Muy a pesar de Eugenio una vez que se alejaron de Santiago y tomaron la costa de La Española, empezaron una serie de tormentas que hicieron que marineros, soldados y oficiales se emplearan a fondo para no acabar todos en el fondo. La escuadra prácticamente navegaba junta de forma nominal, ya que el oleaje y el viento, obligó a las embarcaciones a separarse de forma obvia. Todos los días, Eugenio mandaba a un guardiamarina armado de un catalejo a la cofa del mayor, para buscar en el grisáceo horizonte alguna señal del resto de los navíos. 

-   ¿Es que esto no va a parar nunca? -preguntó Mariano con un quejido, mientras se recolocaba mejor con capa de agua, a causa de la precipitación continua que llevaba cayendo desde hacía días. 

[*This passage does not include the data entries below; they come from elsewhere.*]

//! Minimal 3D vector math for the depth camera simulator.

use core::ops::{Add, Div, Mul, Neg, Sub};

/// A 3D point with named fields, used for camera poses and scene geometry.
#[derive(Debug, Clone, Copy, PartialEq, Default)]
pub struct Point3 {
    /// X coordinate.
    pub x: f32,
    /// Y coordinate.
    pub y: f32,
    /// Z coordinate.
    pub z: f32,
}

impl Point3 {
    /// Create a new Point3.
    #[inline]
    pub const fn new(x: f32, y: f32, z: f32) -> Self {
        Self { x, y, z }
    }

    /// Dot product with another point (treating both as vectors).
    #[inline]
    pub fn dot(self, other: Self) -> f32 {
        self.x * other.x + self.y * other.y + self.z * other.z
    }

    /// Cross product with another point (treating both as vectors).
    #[inline]
    pub fn cross(self, other: Self) -> Self {
        Self {
            x: self.y * other.z - self.z * other.y,
            y: self.z * other.x - self.x * other.z,
            z: self.x * other.y - self.y * other.x,
        }
    }

    /// Length (magnitude) of the vector.
    #[inline]
    pub fn length(self) -> f32 {
        self.dot(self).sqrt()
    }

    /// Normalize the vector to unit length.
    /// Returns a zero vector if the length is zero.
    #[inline]
    pub fn normalize(self) -> Self {
        let len = self.length();
        if len == 0.0 {
            Self::default()
        } else {
            self / len
        }
    }
}

impl Add for Point3 {
    type Output = Self;

    #[inline]
    fn add(self, rhs: Self) -> Self {
        Self::new(self.x + rhs.x, self.y + rhs.y, self.z + rhs.z)
    }
}

impl Sub for Point3 {
    type Output = Self;

    #[inline]
    fn sub(self, rhs: Self) -> Self {
        Self::new(self.x - rhs.x, self.y - rhs.y, self.z - rhs.z)
    }
}

impl Mul<f32> for Point3 {
    type Output = Self;

    #[inline]
    fn mul(self, rhs: f32) -> Self {
        Self::new(self.x * rhs, self.y * rhs, self.z * rhs)
    }
}

impl Div<f32> for Point3 {
    type Output = Self;

    #[inline]
    fn div(self, rhs: f32) -> Self {
        Self::new(self.x / rhs, self.y / rhs, self.z / rhs)
    }
}

impl Neg for Point3 {
    type Output = Self;

    #[inline]
    fn neg(self) -> Self {
        Self::new(-self.x, -self.y, -self.z)
    }
}

#[cfg(test)]
mod tests {
    use super::*;

    #[test]
    fn test_normalize() {
        let v = Point3::new(3.0, 0.0, 4.0).normalize();
        assert!((v.length() - 1.0).abs() < 1e-6);
    }

    #[test]
    fn test_normalize_zero() {
        let v = Point3::default().normalize();
        assert_eq!(v, Point3::default());
    }

    #[test]
    fn test_cross_is_orthogonal() {
        let a = Point3::new(1.0, 0.0, 0.0);
        let b = Point3::new(0.0, 1.0, 0.0);
        let c = a.cross(b);
        assert!((c.z - 1.0).abs() < 1e-6);
        assert!(c.dot(a).abs() < 1e-6);
    }
}
//! Loss bookkeeping across batches and epochs.

/// Averaged loss components for one pass over a dataset split.
#[derive(Debug, Clone, Copy, Default, PartialEq)]
pub struct EpochLosses {
    /// Coordinate regression term (XY grid + masked depth).
    pub xyz: f64,
    /// Mask classification term.
    pub mask: f64,
    /// Weighted total.
    pub total: f64,
}

/// Accumulates batch losses weighted by batch size.
///
/// The final average divides by the dataset length rather than the number of
/// batches, so a short trailing batch does not skew the epoch figure.
#[derive(Debug, Clone, Default)]
pub struct RunningLoss {
    xyz: f64,
    mask: f64,
    total: f64,
    examples: usize,
}

impl RunningLoss {
    pub fn new() -> Self {
        Self::default()
    }

    /// Record one batch worth of losses.
    pub fn add(&mut self, xyz: f64, mask: f64, total: f64, batch_size: usize) {
        let weight = batch_size as f64;
        self.xyz += xyz * weight;
        self.mask += mask * weight;
        self.total += total * weight;
        self.examples += batch_size;
    }

    /// Number of examples accumulated so far.
    pub fn examples(&self) -> usize {
        self.examples
    }

    /// Per-example average over the full dataset.
    pub fn average(&self, dataset_len: usize) -> EpochLosses {
        let divisor = dataset_len.max(1) as f64;
        EpochLosses {
            xyz: self.xyz / divisor,
            mask: self.mask / divisor,
            total: self.total / divisor,
        }
    }
}

/// One row of the training history.
#[derive(Debug, Clone, Copy)]
pub struct EpochRecord {
    pub epoch: usize,
    pub train: EpochLosses,
    pub val: EpochLosses,
}

impl EpochRecord {
    /// Emit the epoch summary to the log.
    pub fn log(&self) {
        log::info!(
            "epoch {}: train total={:.6} xyz={:.6} mask={:.6} | val total={:.6} xyz={:.6} mask={:.6}",
            self.epoch,
            self.train.total,
            self.train.xyz,
            self.train.mask,
            self.val.total,
            self.val.xyz,
            self.val.mask,
        );
    }
}

/// Per-epoch loss history for a training run.
#[derive(Debug, Clone, Default)]
pub struct TrainingHistory {
    records: Vec<EpochRecord>,
}

impl TrainingHistory {
    pub fn new() -> Self {
        Self::default()
    }

    pub fn push(&mut self, record: EpochRecord) {
        self.records.push(record);
    }

    pub fn len(&self) -> usize {
        self.records.len()
    }

    pub fn is_empty(&self) -> bool {
        self.records.is_empty()
    }

    pub fn records(&self) -> &[EpochRecord] {
        &self.records
    }

    pub fn last(&self) -> Option<&EpochRecord> {
        self.records.last()
    }

    /// Lowest validation total seen so far.
    pub fn best_val_loss(&self) -> Option<f64> {
        self.records
            .iter()
            .map(|r| r.val.total)
            .fold(None, |best, v| match best {
                Some(b) if b <= v => Some(b),
                _ => Some(v),
            })
    }

    /// Serialize as CSV, one row per epoch.
    pub fn to_csv(&self) -> String {
        let mut out = String::from(
            "epoch,train_loss_xyz,train_loss_mask,train_loss,val_loss_xyz,val_loss_mask,val_loss\n",
        );
        for r in &self.records {
            out.push_str(&format!(
                "{},{},{},{},{},{},{}\n",
                r.epoch, r.train.xyz, r.train.mask, r.train.total, r.val.xyz, r.val.mask, r.val.total,
            ));
        }
        out
    }
}

#[cfg(test)]
mod tests {
    use super::*;

    #[test]
    fn test_running_loss_weighted_average() {
        let mut running = RunningLoss::new();
        // 4 examples at total 2.0, then a short batch of 2 at 5.0
        running.add(1.0, 1.0, 2.0, 4);
        running.add(2.0, 3.0, 5.0, 2);
        assert_eq!(running.examples(), 6);

        let avg = running.average(6);
        assert!((avg.total - (2.0 * 4.0 + 5.0 * 2.0) / 6.0).abs() < 1e-12);
        assert!((avg.xyz - (1.0 * 4.0 + 2.0 * 2.0) / 6.0).abs() < 1e-12);
        assert!((avg.mask - (1.0 * 4.0 + 3.0 * 2.0) / 6.0).abs() < 1e-12);
    }

    #[test]
    fn test_empty_running_loss() {
        let avg = RunningLoss::new().average(0);
        assert_eq!(avg.total, 0.0);
    }

    #[test]
    fn test_history_csv() {
        let mut history = TrainingHistory::new();
        history.push(EpochRecord {
            epoch: 0,
            train: EpochLosses { xyz: 1.0, mask: 2.0, total: 3.0 },
            val: EpochLosses { xyz: 0.5, mask: 0.25, total: 0.75 },
        });

        let csv = history.to_csv();
        let mut lines = csv.lines();
        assert_eq!(
            lines.next().unwrap(),
            "epoch,train_loss_xyz,train_loss_mask,train_loss,val_loss_xyz,val_loss_mask,val_loss"
        );
        assert_eq!(lines.next().unwrap(), "0,1,2,3,0.5,0.25,0.75");
        assert!(lines.next().is_none());
    }

    #[test]
    fn test_best_val_loss() {
        let mut history = TrainingHistory::new();
        assert!(history.best_val_loss().is_none());

        for (epoch, total) in [(0, 3.0), (1, 1.5), (2, 2.0)] {
            history.push(EpochRecord {
                epoch,
                train: EpochLosses::default(),
                val: EpochLosses { xyz: 0.0, mask: 0.0, total },
            });
        }
        assert_eq!(history.best_val_loss(), Some(1.5));
        assert_eq!(history.last().unwrap().epoch, 2);
    }
}
//! Coordinate and depth regression losses.

use burn::prelude::*;

/// Mean absolute error between two maps.
///
/// Input shapes: [batch, C, H, W]
/// Output: scalar loss
pub fn l1_loss<B: Backend>(pred: Tensor<B, 4>, target: Tensor<B, 4>) -> Tensor<B, 1> {
    (pred - target).abs().mean()
}

/// Mean absolute error restricted to masked elements.
///
/// L = sum(|pred - target| * mask) / max(count(mask), 1)
///
/// Equivalent to selecting the masked elements and averaging; an empty mask
/// yields zero instead of a division by zero.
///
/// Input shapes: pred/target [batch, V, H, W], mask [batch, V, H, W] boolean
/// Output: scalar loss
pub fn masked_l1_loss<B: Backend>(
    pred: Tensor<B, 4>,
    target: Tensor<B, 4>,
    mask: Tensor<B, 4, Bool>,
) -> Tensor<B, 1> {
    let mask = mask.float();
    let selected = (pred - target).abs() * mask.clone();
    let count = mask.sum().clamp_min(1.0);

    selected.sum() / count
}
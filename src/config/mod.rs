//! Configuration types for mvdepth.
//!
//! Burn-style configuration structs for the training loop and the bundled
//! reference decoder.

mod network;
mod training;

pub use network::MultiViewDecoderConfig;
pub use training::{CompositeLossConfig, TrainingConfig};
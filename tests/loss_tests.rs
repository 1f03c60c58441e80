//! Integration tests for the composite loss.

use burn::backend::{Autodiff, NdArray};
use burn::prelude::*;

use mvdepth::loss::{bce_with_logits_loss, l1_loss, masked_l1_loss, CompositeLoss};
use mvdepth::model::Prediction;
use mvdepth::CompositeLossConfig;

type TestBackend = Autodiff<NdArray>;

fn scalar(t: &Tensor<TestBackend, 1>) -> f32 {
    t.clone().to_data().to_vec::<f32>().unwrap()[0]
}

#[test]
fn test_composite_loss_weighting() {
    let device = burn::backend::ndarray::NdArrayDevice::Cpu;
    let views = 1;
    let (n, h, w) = (1, 2, 2);

    let coordinates = Tensor::<TestBackend, 4>::ones([n, 3 * views, h, w], &device);
    let mask_logits = Tensor::<TestBackend, 4>::ones([n, views, h, w], &device) * 4.0;
    let prediction = Prediction::split(coordinates, mask_logits, views).unwrap();

    let xy_targets = Tensor::<TestBackend, 4>::zeros([n, 2 * views, h, w], &device);
    let depth_gt = Tensor::<TestBackend, 4>::zeros([n, views, h, w], &device);
    let mask_gt = Tensor::<TestBackend, 4>::ones([n, views, h, w], &device);

    for lambda in [0.0f32, 0.5, 1.0, 2.0] {
        let loss = CompositeLoss::new(CompositeLossConfig::new().with_lambda_depth(lambda));
        let breakdown = loss.forward(
            &prediction,
            xy_targets.clone(),
            depth_gt.clone(),
            mask_gt.clone(),
        );

        let expected = scalar(&breakdown.mask) + lambda * scalar(&breakdown.xyz);
        assert!((scalar(&breakdown.total) - expected).abs() < 1e-5);
    }
}

#[test]
fn test_composite_loss_known_values() {
    let device = burn::backend::ndarray::NdArrayDevice::Cpu;
    let views = 1;

    // XY prediction off by exactly 1 everywhere, depth exact, mask confident
    let coordinates = Tensor::<TestBackend, 4>::from_data(
        TensorData::new(vec![1.0f32, 1.0, 1.0, 1.0, 0.0, 0.0], [1, 3, 1, 2]),
        &device,
    );
    let mask_logits = Tensor::<TestBackend, 4>::from_data(
        TensorData::new(vec![10.0f32, 10.0], [1, 1, 1, 2]),
        &device,
    );
    let prediction = Prediction::split(coordinates, mask_logits, views).unwrap();

    let loss = CompositeLoss::new(CompositeLossConfig::new());
    let breakdown = loss.forward(
        &prediction,
        Tensor::zeros([1, 2, 1, 2], &device),
        Tensor::zeros([1, 1, 1, 2], &device),
        Tensor::ones([1, 1, 1, 2], &device),
    );

    // l1(xy) = 1, masked depth error = 0
    assert!((scalar(&breakdown.xyz) - 1.0).abs() < 1e-5);
    // Confident correct mask: near-zero BCE
    assert!(scalar(&breakdown.mask) < 1e-3);
}

#[test]
fn test_bce_matches_naive_formula_in_stable_range() {
    let device = burn::backend::ndarray::NdArrayDevice::Cpu;
    let logits = Tensor::<TestBackend, 4>::from_data(
        TensorData::new(vec![-2.0f32, -0.5, 0.0, 1.5], [1, 1, 2, 2]),
        &device,
    );
    let targets = Tensor::<TestBackend, 4>::from_data(
        TensorData::new(vec![0.0f32, 1.0, 1.0, 0.0], [1, 1, 2, 2]),
        &device,
    );

    let stable = scalar(&bce_with_logits_loss(logits.clone(), targets.clone()));

    let logit_values: Vec<f32> = logits.to_data().to_vec().unwrap();
    let target_values: Vec<f32> = targets.to_data().to_vec().unwrap();
    let naive: f32 = logit_values
        .iter()
        .zip(&target_values)
        .map(|(&x, &t)| {
            let p = 1.0 / (1.0 + (-x).exp());
            -(t * p.ln() + (1.0 - t) * (1.0 - p).ln())
        })
        .sum::<f32>()
        / 4.0;

    assert!((stable - naive).abs() < 1e-5);
}

#[test]
fn test_masked_l1_ignores_unmasked_pixels() {
    let device = burn::backend::ndarray::NdArrayDevice::Cpu;
    let pred = Tensor::<TestBackend, 4>::from_data(
        TensorData::new(vec![5.0f32, 1.0, 2.0, 7.0], [1, 1, 2, 2]),
        &device,
    );
    let target = Tensor::<TestBackend, 4>::zeros([1, 1, 2, 2], &device);
    let mask = Tensor::<TestBackend, 4>::from_data(
        TensorData::new(vec![0.0f32, 1.0, 1.0, 0.0], [1, 1, 2, 2]),
        &device,
    )
    .greater_elem(0.5);

    // Only the two masked values (1 and 2) contribute
    let loss = scalar(&masked_l1_loss(pred, target, mask));
    assert!((loss - 1.5).abs() < 1e-5);
}

#[test]
fn test_gradients_flow_through_total_loss() {
    let device = burn::backend::ndarray::NdArrayDevice::Cpu;
    let views = 1;

    let coordinates = Tensor::<TestBackend, 4>::ones([1, 3, 2, 2], &device).require_grad();
    let mask_logits = Tensor::<TestBackend, 4>::zeros([1, 1, 2, 2], &device).require_grad();
    let prediction =
        Prediction::split(coordinates.clone(), mask_logits.clone(), views).unwrap();

    let loss = CompositeLoss::new(CompositeLossConfig::new());
    let breakdown = loss.forward(
        &prediction,
        Tensor::zeros([1, 2, 2, 2], &device),
        Tensor::zeros([1, 1, 2, 2], &device),
        Tensor::ones([1, 1, 2, 2], &device),
    );

    let grads = breakdown.total.backward();
    assert!(coordinates.grad(&grads).is_some());
    assert!(mask_logits.grad(&grads).is_some());
}

#[test]
fn test_l1_loss_symmetry() {
    let device = burn::backend::ndarray::NdArrayDevice::Cpu;
    let a = Tensor::<TestBackend, 4>::from_data(
        TensorData::new(vec![1.0f32, 2.0, 3.0, 4.0], [1, 1, 2, 2]),
        &device,
    );
    let b = Tensor::<TestBackend, 4>::from_data(
        TensorData::new(vec![4.0f32, 3.0, 2.0, 1.0], [1, 1, 2, 2]),
        &device,
    );

    let ab = scalar(&l1_loss(a.clone(), b.clone()));
    let ba = scalar(&l1_loss(b, a));
    assert!((ab - ba).abs() < 1e-6);
    assert!((ab - 2.0).abs() < 1e-5);
}
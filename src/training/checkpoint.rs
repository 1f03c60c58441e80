//! Checkpoint persistence for training runs.
//!
//! A checkpoint directory holds the model record (`model.bin`), a small JSON
//! metadata file and the loss history as CSV, enough to resume a run or pick
//! the best model afterwards.

use std::fs;
use std::path::{Path, PathBuf};

use burn::module::Module;
use burn::prelude::*;
use burn::record::{BinFileRecorder, FullPrecisionSettings};

use crate::error::{MvDepthError, Result};
use crate::training::metrics::TrainingHistory;

const METADATA_FILE: &str = "metadata.json";
const HISTORY_FILE: &str = "history.csv";
const MODEL_FILE: &str = "model";
const FORMAT_VERSION: u32 = 1;

/// Sidecar metadata written next to the model record.
#[derive(Debug, Clone, PartialEq)]
pub struct CheckpointMetadata {
    /// Last completed epoch.
    pub epoch: usize,
    /// Best validation total loss seen up to this checkpoint.
    pub best_val_loss: f64,
    /// Format version of the checkpoint layout.
    pub version: u32,
}

impl CheckpointMetadata {
    pub fn new(epoch: usize, best_val_loss: f64) -> Self {
        Self {
            epoch,
            best_val_loss,
            version: FORMAT_VERSION,
        }
    }

    pub fn to_json(&self) -> String {
        format!(
            "{{\n  \"epoch\": {},\n  \"best_val_loss\": {},\n  \"version\": {}\n}}\n",
            self.epoch, self.best_val_loss, self.version,
        )
    }

    pub fn from_json(json: &str) -> Result<Self> {
        let mut epoch = None;
        let mut best_val_loss = None;
        let mut version = None;

        for line in json.lines() {
            let line = line.trim().trim_end_matches(',');
            let Some((key, value)) = line.split_once(':') else {
                continue;
            };
            let key = key.trim().trim_matches('"');
            let value = value.trim();
            match key {
                "epoch" => epoch = value.parse::<usize>().ok(),
                "best_val_loss" => best_val_loss = value.parse::<f64>().ok(),
                "version" => version = value.parse::<u32>().ok(),
                _ => {}
            }
        }

        match (epoch, best_val_loss, version) {
            (Some(epoch), Some(best_val_loss), Some(version)) => Ok(Self {
                epoch,
                best_val_loss,
                version,
            }),
            _ => Err(MvDepthError::InvalidData(
                "checkpoint metadata is missing required fields".to_string(),
            )),
        }
    }
}

/// Write a checkpoint directory containing model, metadata and history.
pub fn save_checkpoint<B: Backend, M: Module<B>>(
    dir: &Path,
    model: &M,
    history: &TrainingHistory,
    metadata: &CheckpointMetadata,
) -> Result<()> {
    fs::create_dir_all(dir)?;

    fs::write(dir.join(METADATA_FILE), metadata.to_json())?;
    fs::write(dir.join(HISTORY_FILE), history.to_csv())?;

    let recorder = BinFileRecorder::<FullPrecisionSettings>::new();
    model
        .clone()
        .save_file(dir.join(MODEL_FILE), &recorder)
        .map_err(|e| MvDepthError::InvalidData(format!("failed to save model record: {e}")))?;

    log::info!(
        "saved checkpoint at {:?} (epoch {}, best val loss {:.6})",
        dir,
        metadata.epoch,
        metadata.best_val_loss,
    );
    Ok(())
}

/// Load model weights and metadata from a checkpoint directory.
///
/// The passed-in model provides the architecture; its weights are replaced by
/// the recorded ones.
pub fn load_checkpoint<B: Backend, M: Module<B>>(
    dir: &Path,
    model: M,
    device: &B::Device,
) -> Result<(M, CheckpointMetadata)> {
    let metadata = CheckpointMetadata::from_json(&fs::read_to_string(dir.join(METADATA_FILE))?)?;
    if metadata.version != FORMAT_VERSION {
        log::warn!(
            "checkpoint {:?} has format version {}, expected {}",
            dir,
            metadata.version,
            FORMAT_VERSION,
        );
    }

    let recorder = BinFileRecorder::<FullPrecisionSettings>::new();
    let model = model
        .load_file(dir.join(MODEL_FILE), &recorder, device)
        .map_err(|e| MvDepthError::InvalidData(format!("failed to load model record: {e}")))?;

    Ok((model, metadata))
}

/// Whether `dir` looks like a complete checkpoint.
pub fn checkpoint_exists(dir: &Path) -> bool {
    dir.join(METADATA_FILE).is_file() && dir.join(format!("{MODEL_FILE}.bin")).is_file()
}

/// Scan `base_dir` for `checkpoint_N` directories and return the one with the
/// highest epoch number.
pub fn find_latest_checkpoint(base_dir: &Path) -> Option<PathBuf> {
    let entries = fs::read_dir(base_dir).ok()?;
    let mut best: Option<(usize, PathBuf)> = None;

    for entry in entries.flatten() {
        let path = entry.path();
        if !path.is_dir() || !checkpoint_exists(&path) {
            continue;
        }
        let name = path.file_name()?.to_str()?.to_string();
        let Some(suffix) = name.strip_prefix("checkpoint_") else {
            continue;
        };
        let Ok(epoch) = suffix.parse::<usize>() else {
            continue;
        };
        if best.as_ref().map(|(e, _)| epoch > *e).unwrap_or(true) {
            best = Some((epoch, path));
        }
    }

    best.map(|(_, path)| path)
}

#[cfg(test)]
mod tests {
    use super::*;

    #[test]
    fn test_metadata_round_trip() {
        let metadata = CheckpointMetadata::new(7, 0.125);
        let parsed = CheckpointMetadata::from_json(&metadata.to_json()).unwrap();
        assert_eq!(parsed, metadata);
    }

    #[test]
    fn test_metadata_rejects_incomplete_json() {
        let result = CheckpointMetadata::from_json("{\n  \"epoch\": 3\n}\n");
        assert!(result.is_err());
    }

    #[test]
    fn test_find_latest_checkpoint() {
        let dir = tempfile::tempdir().unwrap();

        for epoch in [1usize, 5, 3] {
            let path = dir.path().join(format!("checkpoint_{epoch}"));
            fs::create_dir_all(&path).unwrap();
            fs::write(
                path.join(METADATA_FILE),
                CheckpointMetadata::new(epoch, 1.0).to_json(),
            )
            .unwrap();
            fs::write(path.join(format!("{MODEL_FILE}.bin")), b"x").unwrap();
        }
        // Not a checkpoint, should be skipped
        fs::create_dir_all(dir.path().join("checkpoint_9")).unwrap();

        let latest = find_latest_checkpoint(dir.path()).unwrap();
        assert!(latest.ends_with("checkpoint_5"));
    }

    #[test]
    fn test_find_latest_checkpoint_empty_dir() {
        let dir = tempfile::tempdir().unwrap();
        assert!(find_latest_checkpoint(dir.path()).is_none());
    }
}
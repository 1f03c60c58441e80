//! Ground-truth target construction.

use burn::prelude::*;

/// Build the per-pixel coordinate ground-truth grid.
///
/// Channels `[0, V)` hold the row index at every pixel and channels `[V, 2V)`
/// the column index, so each view regresses the same fixed position maps. The
/// grid is replicated across the batch dimension.
///
/// Output shape: [batch, 2V, H, W]
pub fn coordinate_targets<B: Backend>(
    batch_size: usize,
    views: usize,
    height: usize,
    width: usize,
    device: &B::Device,
) -> Tensor<B, 4> {
    let mut data = Vec::with_capacity(2 * views * height * width);

    for _ in 0..views {
        for row in 0..height {
            for _ in 0..width {
                data.push(row as f32);
            }
        }
    }
    for _ in 0..views {
        for _ in 0..height {
            for col in 0..width {
                data.push(col as f32);
            }
        }
    }

    let grid: Tensor<B, 3> =
        Tensor::from_data(TensorData::new(data, [2 * views, height, width]), device);

    grid.unsqueeze::<4>().repeat_dim(0, batch_size)
}
//! Data loading and synthesis for training.

mod batch;
mod dataset;
mod depth_camera;
mod geometry;

pub use batch::MultiViewBatch;
pub use dataset::{BatchIter, MultiViewDataset, MultiViewSample, IMAGE_CHANNELS};
pub use depth_camera::{
    generate_orbit_poses, generate_sphere_poses, DepthCameraSimulator, DepthImage, Pose,
};
pub use geometry::Point3;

-   Mírelo por el lado bueno, teniente -dijo Eugenio, cuya capa chorreaba agua-. No tendremos que hacer ninguna aguada pronto. 

-   Visto así -afirmó Mariano, moviendo los pies para oscilar y que el agua que se le acumulaba en la capa encerada cayese en la cubierta. 

-   ¿Nada de nuestro vigía? -inquirió Eugenio. 

-   Nada, señor. 

-   ¿Y nuestros amigos, los soldados?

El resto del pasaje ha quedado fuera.